---- Dataset excerpts

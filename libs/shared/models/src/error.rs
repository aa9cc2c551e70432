use axum::{
    http::StatusCode,
    response::{IntoResponse, Response},
    Json,
};
use serde_json::json;
use thiserror::Error;

#[derive(Error, Debug)]
pub enum AppError {
    #[error("Authentication error: {0}")]
    Auth(String),

    #[error("Forbidden: {0}")]
    Forbidden(String),

    #[error("Not Found: {0}")]
    NotFound(String),

    #[error("Bad Request: {0}")]
    BadRequest(String),

    #[error("Internal Server Error: {0}")]
    Internal(String),

    #[error("Database error: {0}")]
    Database(String),

    #[error("Validation error: {0}")]
    ValidationError(String),

    #[error("Conflict: {0}")]
    Conflict(String),

    #[error("External service error: {0}")]
    ExternalService(String),
}

impl AppError {
    pub fn status(&self) -> StatusCode {
        match self {
            AppError::Auth(_) => StatusCode::UNAUTHORIZED,
            AppError::Forbidden(_) => StatusCode::FORBIDDEN,
            AppError::NotFound(_) => StatusCode::NOT_FOUND,
            AppError::BadRequest(_) | AppError::ValidationError(_) => StatusCode::BAD_REQUEST,
            AppError::Internal(_) | AppError::Database(_) => StatusCode::INTERNAL_SERVER_ERROR,
            AppError::Conflict(_) => StatusCode::CONFLICT,
            AppError::ExternalService(_) => StatusCode::BAD_GATEWAY,
        }
    }

    fn message(&self) -> &str {
        match self {
            AppError::Auth(msg)
            | AppError::Forbidden(msg)
            | AppError::NotFound(msg)
            | AppError::BadRequest(msg)
            | AppError::Internal(msg)
            | AppError::Database(msg)
            | AppError::ValidationError(msg)
            | AppError::Conflict(msg)
            | AppError::ExternalService(msg) => msg,
        }
    }
}

impl IntoResponse for AppError {
    fn into_response(self) -> Response {
        let status = self.status();
        let message = self.message();

        if status.is_server_error() {
            tracing::error!("Error: {}: {}", status, message);
        } else {
            tracing::warn!("Error: {}: {}", status, message);
        }

        let body = Json(json!({
            "error": message
        }));

        (status, body).into_response()
    }
}
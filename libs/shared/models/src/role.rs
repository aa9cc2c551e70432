use std::fmt;
use std::str::FromStr;

use serde::{Deserialize, Serialize};

/// Clinic role stored in `perfiles.tipo`.
#[derive(Debug, Clone, Copy, PartialEq, Eq, Hash, Serialize, Deserialize)]
pub enum Role {
    #[serde(rename = "paciente")]
    Patient,
    #[serde(rename = "especialista")]
    Specialist,
    #[serde(rename = "administrador")]
    Administrator,
}

impl Role {
    pub fn as_str(&self) -> &'static str {
        match self {
            Role::Patient => "paciente",
            Role::Specialist => "especialista",
            Role::Administrator => "administrador",
        }
    }

    /// Page a client lands on after logging in.
    pub fn landing(&self) -> &'static str {
        match self {
            Role::Patient => "dashboard-paciente",
            Role::Specialist => "dashboard-especialista",
            Role::Administrator => "dashboard-admin",
        }
    }
}

impl fmt::Display for Role {
    fn fmt(&self, f: &mut fmt::Formatter<'_>) -> fmt::Result {
        f.write_str(self.as_str())
    }
}

impl FromStr for Role {
    type Err = String;

    fn from_str(s: &str) -> Result<Self, Self::Err> {
        match s.trim().to_lowercase().as_str() {
            "paciente" | "patient" => Ok(Role::Patient),
            "especialista" | "specialist" => Ok(Role::Specialist),
            "administrador" | "administrator" | "admin" => Ok(Role::Administrator),
            other => Err(format!("Unknown role: {}", other)),
        }
    }
}

#[cfg(test)]
mod tests {
    use super::*;

    #[test]
    fn uses_profile_names_on_the_wire() {
        assert_eq!(serde_json::to_string(&Role::Specialist).unwrap(), "\"especialista\"");
        let role: Role = serde_json::from_str("\"administrador\"").unwrap();
        assert_eq!(role, Role::Administrator);
    }

    #[test]
    fn parses_aliases() {
        assert_eq!("Paciente".parse::<Role>().unwrap(), Role::Patient);
        assert_eq!("admin".parse::<Role>().unwrap(), Role::Administrator);
        assert!("doctor".parse::<Role>().is_err());
    }
}
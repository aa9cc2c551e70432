pub mod images;
pub mod registration;
pub mod session;

pub use registration::RegistrationService;
pub use session::SessionService;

--------

*Exercise aim*.
When a line in the data contains the string "registration", copy that line.

*Solution to the exercise*.
pub mod registration;
pub use registration::RegistrationService;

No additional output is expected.